Cityblock Health has a new approach to health care for underserved urban populations. It combines primary care, behavioral care, and social services to treat patients who have multiple health conditions and whose attempts to recover may be complicated by conditions such as trauma or substance abuse. Cityblock's $54 million Series B round this year could help pave the way for other businesses to get into markets that have not traditionally been attractive to venture capitalists. It certainly helps that Cityblock was spun out of Sidewalk Labs, a division of Alphabet. In a previous round of funding, it was also one of the first companies to get backing from Town Hall Ventures, a venture firm led by Andy Slavitt, formerly the acting administrator of the Centers for Medicare & Medicaid Services.

2. Notion

Much of the technology meant to make us more informed and productive seems to actually be having the opposite effect. A recent report found that the average employee regularly uses eight software apps while doing their job. This helps explain the appeal of Notion, one of the leaders of a huge pack of so-called productivity software startups. Notion brings multiple apps and software together in one place, in an attempt to make it easier for employees to find the information they need when they need it. Notion is on-trend in another way as well: It raised relatively little venture capital until it was profitable. Before raising about $50 million in April, the company had raised $10 million, and it had been profitable since 2018. The $50 million round valued Notion, which was founded in 2013, at $2 billion.

3. Textio 

No one wants to write job postings that perpetuate unconscious bias, but most people aren't trained to know what language will attract a diverse pool of candidates and what language will repel them. "Great sense of humor" or "thick skin" sounds far different to the person who is used to making jokes than it does to the person who is often on the receiving end. That's where Textio comes in: helping employers write job postings and other documents that are inclusive.
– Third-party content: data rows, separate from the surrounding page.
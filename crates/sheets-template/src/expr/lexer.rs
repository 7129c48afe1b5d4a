use super::ExprError;

#[derive(Clone, Debug, PartialEq)]
pub enum Token {
    Ident(String),
    Int(i64),
    Float(f64),
    Str(String),
    True,
    False,
    Null,
    LParen,
    RParen,
    LBracket,
    RBracket,
    Dot,
    Question,
    Colon,
    Bang,
    Plus,
    Minus,
    Star,
    Slash,
    Percent,
    Lt,
    Le,
    Gt,
    Ge,
    EqEq,
    NotEq,
    StrictEq,
    StrictNe,
    AndAnd,
    OrOr,
}

fn is_ident_start(c: char) -> bool {
    c.is_ascii_alphabetic() || c == '_' || c == '$'
}

fn is_ident_char(c: char) -> bool {
    is_ident_start(c) || c.is_ascii_digit()
}

pub fn tokenize(src: &str) -> Result<Vec<Token>, ExprError> {
    let chars: Vec<char> = src.chars().collect();
    let mut tokens = Vec::new();
    let mut i = 0;

    while i < chars.len() {
        let c = chars[i];
        if c.is_whitespace() {
            i += 1;
            continue;
        }

        if is_ident_start(c) {
            let start = i;
            while i < chars.len() && is_ident_char(chars[i]) {
                i += 1;
            }
            let word: String = chars[start..i].iter().collect();
            tokens.push(match word.as_str() {
                "true" => Token::True,
                "false" => Token::False,
                "null" => Token::Null,
                _ => Token::Ident(word),
            });
            continue;
        }

        if c.is_ascii_digit() {
            let start = i;
            while i < chars.len() && chars[i].is_ascii_digit() {
                i += 1;
            }
            let is_float = i + 1 < chars.len() && chars[i] == '.' && chars[i + 1].is_ascii_digit();
            if is_float {
                i += 1;
                while i < chars.len() && chars[i].is_ascii_digit() {
                    i += 1;
                }
            }
            let text: String = chars[start..i].iter().collect();
            let token = if is_float {
                text.parse().map(Token::Float).ok()
            } else {
                text.parse().map(Token::Int).ok()
            };
            tokens.push(token.ok_or(ExprError::InvalidNumber(text))?);
            continue;
        }

        if c == '"' || c == '\'' {
            let quote = c;
            let mut value = String::new();
            i += 1;
            loop {
                let Some(&ch) = chars.get(i) else {
                    return Err(ExprError::UnterminatedString);
                };
                i += 1;
                match ch {
                    ch if ch == quote => break,
                    '\\' => {
                        let Some(&escaped) = chars.get(i) else {
                            return Err(ExprError::UnterminatedString);
                        };
                        i += 1;
                        value.push(match escaped {
                            'n' => '\n',
                            't' => '\t',
                            other => other,
                        });
                    }
                    ch => value.push(ch),
                }
            }
            tokens.push(Token::Str(value));
            continue;
        }

        let rest: String = chars[i..chars.len().min(i + 3)].iter().collect();
        let (token, width) = if rest.starts_with("===") {
            (Token::StrictEq, 3)
        } else if rest.starts_with("!==") {
            (Token::StrictNe, 3)
        } else if rest.starts_with("==") {
            (Token::EqEq, 2)
        } else if rest.starts_with("!=") {
            (Token::NotEq, 2)
        } else if rest.starts_with("<=") {
            (Token::Le, 2)
        } else if rest.starts_with(">=") {
            (Token::Ge, 2)
        } else if rest.starts_with("&&") {
            (Token::AndAnd, 2)
        } else if rest.starts_with("||") {
            (Token::OrOr, 2)
        } else {
            let single = match c {
                '(' => Token::LParen,
                ')' => Token::RParen,
                '[' => Token::LBracket,
                ']' => Token::RBracket,
                '.' => Token::Dot,
                '?' => Token::Question,
                ':' => Token::Colon,
                '!' => Token::Bang,
                '+' => Token::Plus,
                '-' => Token::Minus,
                '*' => Token::Star,
                '/' => Token::Slash,
                '%' => Token::Percent,
                '<' => Token::Lt,
                '>' => Token::Gt,
                other => return Err(ExprError::UnexpectedChar(other)),
            };
            (single, 1)
        };
        tokens.push(token);
        i += width;
    }

    Ok(tokens)
}

#[cfg(test)]
mod tests {
    use super::*;

    #[test]
    fn tokenizes_mixed_expression() {
        let tokens = tokenize("a.b[0] >= 2.5 && name !== 'x\\'y'").unwrap();
        assert_eq!(
            tokens,
            [
                Token::Ident("a".into()),
                Token::Dot,
                Token::Ident("b".into()),
                Token::LBracket,
                Token::Int(0),
                Token::RBracket,
                Token::Ge,
                Token::Float(2.5),
                Token::AndAnd,
                Token::Ident("name".into()),
                Token::StrictNe,
                Token::Str("x'y".into()),
            ]
        );
    }

    #[test]
    fn keywords_are_literals() {
        assert_eq!(
            tokenize("true false null").unwrap(),
            [Token::True, Token::False, Token::Null]
        );
    }

    #[test]
    fn rejects_bad_input() {
        assert!(matches!(tokenize("'open"), Err(ExprError::UnterminatedString)));
        assert!(matches!(tokenize("a # b"), Err(ExprError::UnexpectedChar('#'))));
    }
}
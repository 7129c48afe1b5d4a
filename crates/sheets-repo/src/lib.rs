//! The object database adapter consumed by sheets.
//!
//! [`ObjectDatabase`] is the narrow, async interface the sheet layer talks
//! to: blob I/O, staging trees, tree hashes at a ref, a glob-restricted tree
//! diff in git's raw `-z` format, ancestry checks, commit creation and
//! compare-and-swap ref updates. [`Repository`] implements it over an
//! [`ObjectStore`](sheets_store::ObjectStore) and a
//! [`RefStore`](sheets_refs::RefStore).
//!
//! # Modules
//!
//! - [`error`] -- [`RepoError`]
//! - [`traits`] -- the [`ObjectDatabase`] trait
//! - [`repository`] -- [`Repository`]
//! - [`diff`] -- flattened tree comparison and raw diff encoding
//! - [`pathspec`] -- path globs restricting diffs

pub mod diff;
pub mod error;
pub mod pathspec;
pub mod repository;
pub mod traits;

pub use diff::{
    content_similarity, diff_blob_maps, encode_raw_diff, ChangeKind, TreeChange, RENAME_THRESHOLD,
};
pub use error::{RepoError, RepoResult};
pub use pathspec::PathGlob;
pub use repository::Repository;
pub use traits::ObjectDatabase;
//! Content-addressed object storage for sheets.
//!
//! This crate is the storage half of the object store adapter: an immutable,
//! hash-keyed store of blobs, trees and commits analogous to git's object
//! database, plus [`MutableTree`], the in-memory staging tree that record
//! writes are applied to before a new tree hash is produced.
//!
//! # Object Types
//!
//! - [`Blob`] -- raw content (a serialized record or an attachment)
//! - [`Tree`] -- sorted directory listing mapping names to object ids
//! - [`Commit`] -- a tree snapshot with parent commits and a message
//!
//! # Design Rules
//!
//! 1. Objects are immutable once written; the same bytes always yield the
//!    same [`ObjectId`](sheets_types::ObjectId).
//! 2. Concurrent reads are always safe.
//! 3. The store never interprets blob contents.
//! 4. Staging trees load children lazily and only write what was touched.

pub mod error;
pub mod memory;
pub mod object;
pub mod traits;
pub mod tree;

pub use error::{StoreError, StoreResult};
pub use memory::InMemoryObjectStore;
pub use object::{Blob, Commit, EntryMode, ObjectKind, StoredObject, Tree, TreeEntry};
pub use traits::ObjectStore;
pub use tree::{BlobRef, ChildContent, MutableTree, Node};
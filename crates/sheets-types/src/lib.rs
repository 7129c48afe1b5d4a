//! Foundation types for sheets.
//!
//! Every other sheets crate depends on `sheets-types`. It defines how stored
//! content is addressed: an [`ObjectId`] is the BLAKE3 hash of an object's
//! bytes, computed by a [`ContentHasher`] that prefixes a per-kind domain tag
//! so a blob and a tree with identical bytes never share an address.

pub mod error;
pub mod hasher;
pub mod object;

pub use error::TypeError;
pub use hasher::ContentHasher;
pub use object::ObjectId;
use std::collections::HashMap;
use std::sync::RwLock;

use sheets_types::ObjectId;

use crate::error::{StoreError, StoreResult};
use crate::object::{ObjectKind, StoredObject};
use crate::traits::ObjectStore;

/// In-memory, `HashMap`-based object store.
///
/// Intended for tests and embedding. Objects live behind a `RwLock` and are
/// cloned on read.
pub struct InMemoryObjectStore {
    objects: RwLock<HashMap<ObjectId, StoredObject>>,
}

impl InMemoryObjectStore {
    pub fn new() -> Self {
        Self {
            objects: RwLock::new(HashMap::new()),
        }
    }

    /// Number of objects currently stored.
    pub fn len(&self) -> usize {
        self.objects.read().map(|m| m.len()).unwrap_or(0)
    }

    pub fn is_empty(&self) -> bool {
        self.len() == 0
    }

    /// Number of stored objects of one kind.
    pub fn count_kind(&self, kind: ObjectKind) -> usize {
        self.objects
            .read()
            .map(|m| m.values().filter(|o| o.kind == kind).count())
            .unwrap_or(0)
    }
}

impl Default for InMemoryObjectStore {
    fn default() -> Self {
        Self::new()
    }
}

fn poisoned<E: std::fmt::Display>(e: E) -> StoreError {
    StoreError::LockPoisoned(e.to_string())
}

impl ObjectStore for InMemoryObjectStore {
    fn read(&self, id: &ObjectId) -> StoreResult<Option<StoredObject>> {
        let map = self.objects.read().map_err(poisoned)?;
        Ok(map.get(id).cloned())
    }

    fn write(&self, object: &StoredObject) -> StoreResult<ObjectId> {
        let id = object.compute_id();
        if id.is_null() {
            return Err(StoreError::NullObjectId);
        }
        let mut map = self.objects.write().map_err(poisoned)?;
        map.entry(id).or_insert_with(|| object.clone());
        Ok(id)
    }

    fn exists(&self, id: &ObjectId) -> StoreResult<bool> {
        let map = self.objects.read().map_err(poisoned)?;
        Ok(map.contains_key(id))
    }
}

impl std::fmt::Debug for InMemoryObjectStore {
    fn fmt(&self, f: &mut std::fmt::Formatter<'_>) -> std::fmt::Result {
        f.debug_struct("InMemoryObjectStore")
            .field("object_count", &self.len())
            .finish()
    }
}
The company raised $12 million this year to help take bias out of business communications--a problem that's likely to persist well into the next decade.

4. Calm

It's been a crazy stressful year, and things will not magically get easier once we usher in 2021. That's part of the reason relaxation app Calm was able to raise $75 million at a $2 billion valuation, with plans to go after more enterprise customers. There have been plenty of meditation apps before, of course, but Calm's innovation has been in removing every ounce of mysticism from the practice. And in understanding that sometimes, you just want Harry Styles--or maybe Matthew McConaughey--to read you a bedtime story. 

5. Chime

It's hard to love your bank. So what if someone started a bank that doesn't look like a bank? Enter Chime, one of the early, and now more mature, so-called neobanks. It has no physical branches, and customers interact primarily through their phones. Chime says it more than tripled its revenue and transaction volume in the past year. In September, Chime raised a round of about $485 million, valuing the company at $14.5 billion, more than nine times its valuation just 18 months ago. That makes Chime the most valuable U.S.-based consumer-focused fintech startup. Like all good fintech companies, Chime insists that it's really a software company, not a bank or financial services company. And, at its current valuation, investors seem to agree.